DigitalAccess@Home will take effect from Apr 3. Compared with the existing schemes, it will have a simplified application process and more flexibility in the choice of device and broadband connectivity, said the Ministry of Communications and Information (MCI).
The scheme is open only to those living in Housing Board flats, with at least one member of the household a Singaporean.
Families must also have a monthly gross household income of S$1,900 or less, or a monthly per capita income of S$650 or less. If there is a primary school student or person with disabilities in the household, the gross and per capita income ceilings are raised to S$3,400 and S$900 respectively.
Eligible households will be able to choose the package – broadband-only, device-only, or both broadband and device – that best suits their needs. They can also choose from different broadband speeds and tablet or laptop models.

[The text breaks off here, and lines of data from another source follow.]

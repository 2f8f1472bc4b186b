//! Source loading — reads each configured export into typed rows.
//!
//! Only the primary job table is required: its absence is a fatal load
//! error. Every other source degrades gracefully, leaving the dependent
//! enrichment fields absent and a diagnostic behind.

use std::collections::HashSet;
use std::path::PathBuf;

use serde::Serialize;
use thiserror::Error;

use crate::config::SourcesConfig;
use crate::normalize::FieldNormalizer;

pub mod csv;
pub mod material;
pub mod tables;

pub use material::MaterialError;
pub use tables::{InventoryRow, LaborRow, OrderJobRow};

/// Identifies one configured source.
#[derive(Debug, Clone, Copy, PartialEq, Eq, Serialize)]
#[serde(rename_all = "snake_case")]
pub enum SourceId {
    OrderJobs,
    LaborHistory,
    OrderBacklog,
    PartInventory,
    MaterialNotIssued,
}

impl SourceId {
    pub fn as_str(self) -> &'static str {
        match self {
            SourceId::OrderJobs => "order_jobs",
            SourceId::LaborHistory => "labor_history",
            SourceId::OrderBacklog => "order_backlog",
            SourceId::PartInventory => "part_inventory",
            SourceId::MaterialNotIssued => "material_not_issued",
        }
    }

    pub fn is_required(self) -> bool {
        matches!(self, SourceId::OrderJobs)
    }
}

impl std::fmt::Display for SourceId {
    fn fmt(&self, f: &mut std::fmt::Formatter<'_>) -> std::fmt::Result {
        f.write_str(self.as_str())
    }
}

#[derive(Error, Debug)]
pub enum LoadError {
    #[error("Primary source '{source_id}' unavailable at '{path}': {source}")]
    PrimaryUnavailable {
        source_id: SourceId,
        path: PathBuf,
        #[source]
        source: std::io::Error,
    },

    #[error("Source '{source_id}' is missing required column '{column}'")]
    MissingColumn {
        source_id: SourceId,
        column: &'static str,
    },
}

/// Skipped-row count for one source.
#[derive(Debug, Clone, Serialize)]
pub struct SkippedRows {
    pub source: SourceId,
    pub count: usize,
}

/// One field on one row that could not be parsed; its default was applied.
#[derive(Debug, Clone, Serialize)]
pub struct CoercionWarning {
    pub source: SourceId,
    pub row: usize,
    pub column: String,
}

/// Load-cycle diagnostics surfaced alongside the record set.
#[derive(Debug, Clone, Default, Serialize)]
pub struct LoadDiagnostics {
    pub unavailable_sources: Vec<SourceId>,
    pub skipped_rows: Vec<SkippedRows>,
    pub coercion_warnings: Vec<CoercionWarning>,
    /// False when the inventory source was unavailable; callers disable the
    /// Can-Ship filter rather than showing an always-empty result.
    pub can_ship_available: bool,
}

impl LoadDiagnostics {
    pub fn record_unavailable(&mut self, source: SourceId) {
        if !self.unavailable_sources.contains(&source) {
            self.unavailable_sources.push(source);
        }
    }

    pub fn record_skipped(&mut self, source: SourceId) {
        match self.skipped_rows.iter_mut().find(|s| s.source == source) {
            Some(entry) => entry.count += 1,
            None => self.skipped_rows.push(SkippedRows { source, count: 1 }),
        }
    }

    pub fn record_coercion(&mut self, source: SourceId, row: usize, column: &str) {
        log::warn!(
            "Coercion in {} row {}: column '{}' could not be parsed, default applied",
            source,
            row,
            column
        );
        self.coercion_warnings.push(CoercionWarning {
            source,
            row,
            column: column.to_string(),
        });
    }

    pub fn skipped_for(&self, source: SourceId) -> usize {
        self.skipped_rows
            .iter()
            .find(|s| s.source == source)
            .map(|s| s.count)
            .unwrap_or(0)
    }

    pub fn is_unavailable(&self, source: SourceId) -> bool {
        self.unavailable_sources.contains(&source)
    }
}

/// Everything one load cycle read. Optional sources are `None` when
/// unconfigured or unavailable.
#[derive(Debug, Default)]
pub struct SourceSet {
    pub orders: Vec<OrderJobRow>,
    pub labor: Option<Vec<LaborRow>>,
    pub backlog: Option<Vec<String>>,
    pub inventory: Option<Vec<InventoryRow>>,
    pub shortages: Option<HashSet<String>>,
}

pub struct SourceLoader {
    sources: SourcesConfig,
    normalizer: FieldNormalizer,
}

impl SourceLoader {
    pub fn new(sources: SourcesConfig) -> Self {
        Self {
            sources,
            normalizer: FieldNormalizer::new(),
        }
    }

    /// Reads all configured sources fresh from disk.
    pub fn load_all(&self) -> Result<(SourceSet, LoadDiagnostics), LoadError> {
        let mut diag = LoadDiagnostics::default();

        let table = csv::read_table(&self.sources.order_jobs).map_err(|e| {
            LoadError::PrimaryUnavailable {
                source_id: SourceId::OrderJobs,
                path: self.sources.order_jobs.clone(),
                source: e,
            }
        })?;
        let orders = tables::order_job_rows(&table, &self.normalizer, &mut diag)?;
        log::info!(
            "Loaded {} job rows from primary source ({} skipped)",
            orders.len(),
            diag.skipped_for(SourceId::OrderJobs)
        );

        let labor = match &self.sources.labor_history {
            Some(path) => match csv::read_records(path) {
                Ok(records) => Some(tables::labor_rows(&records, &self.normalizer, &mut diag)),
                Err(e) => {
                    log::warn!("Labor history unavailable at '{}': {}", path.display(), e);
                    diag.record_unavailable(SourceId::LaborHistory);
                    None
                }
            },
            None => {
                diag.record_unavailable(SourceId::LaborHistory);
                None
            }
        };

        let backlog = match &self.sources.order_backlog {
            Some(path) => match csv::read_table(path)
                .map_err(LoadFailure::Io)
                .and_then(|t| {
                    tables::backlog_orders(&t, &self.normalizer, &mut diag)
                        .map_err(LoadFailure::Structure)
                }) {
                Ok(orders) => Some(orders),
                Err(e) => {
                    log::warn!("Order backlog unavailable at '{}': {}", path.display(), e);
                    diag.record_unavailable(SourceId::OrderBacklog);
                    None
                }
            },
            None => {
                diag.record_unavailable(SourceId::OrderBacklog);
                None
            }
        };

        let inventory = match &self.sources.part_inventory {
            Some(path) => match csv::read_table(path)
                .map_err(LoadFailure::Io)
                .and_then(|t| {
                    tables::inventory_rows(&t, &self.normalizer, &mut diag)
                        .map_err(LoadFailure::Structure)
                }) {
                Ok(rows) => Some(rows),
                Err(e) => {
                    log::warn!("Part inventory unavailable at '{}': {}", path.display(), e);
                    diag.record_unavailable(SourceId::PartInventory);
                    None
                }
            },
            None => {
                diag.record_unavailable(SourceId::PartInventory);
                None
            }
        };

        let shortages = match &self.sources.material_not_issued {
            Some(path) => match material::read_shortages(path) {
                Ok(set) => Some(set),
                Err(e) => {
                    log::warn!(
                        "Material-not-issued unavailable at '{}': {}",
                        path.display(),
                        e
                    );
                    diag.record_unavailable(SourceId::MaterialNotIssued);
                    None
                }
            },
            None => {
                diag.record_unavailable(SourceId::MaterialNotIssued);
                None
            }
        };

        diag.can_ship_available = inventory.is_some();

        Ok((
            SourceSet {
                orders,
                labor,
                backlog,
                inventory,
                shortages,
            },
            diag,
        ))
    }
}

/// Internal: why an optional source failed to load.
#[derive(Error, Debug)]
enum LoadFailure {
    #[error("{0}")]
    Io(std::io::Error),
    #[error("{0}")]
    Structure(LoadError),
}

Those living in one- to three-room flats will pay S$10 a month for broadband subscription, while those in larger flats will pay S$15 a month. Households can double their bandwidth from 500 Mbps to 1 Gbps for another S$5 monthly.
Existing recipients of selected government assistance schemes, such as the Public Rental Scheme and ComCare Assistance, will pay S$5 a month for a broadband subscription at 500 Mbps.
Households with students on the Education Ministry's Financial Assistance Schemes may also receive the highest level of subsidy depending on income, said MCI.
A tablet would cost S$75 to S$250 while a laptop would cost S$220 to S$710 depending on the model chosen and type of flat in which the household lives.
To streamline applications, the Infocomm and Media Authority (IMDA) is working with the Ministry of Social and Family Development to automatically refer ComCare beneficiaries for DigitalAccess@Home when they sign up for ComCare.
Other applicants can apply online or in hard copy submissions, and can approach any of the SG Digital community hubs and the four self-help groups for assistance.
MCI said the new scheme follows the IMDA's regular review of support for digital inclusion of low-income households, and took on board suggestions from a Forward Singapore conversation earlier in February.
The scheme is supported by partners from other sectors. Non-profit organisations Engineering Good and SG Bono will provide up to 1,000 refurbished laptops a year to support beneficiaries with larger families who may need additional laptops.
Other partners will provide up to 2,200 new training places in digital skills over the year. For example, Microsoft will offer classes for children from low-income families on technology topics like the Internet of Things.
Editor's note: This story has been updated to reflect a clarification from MCI on the percentage of Singapore households which have broadband.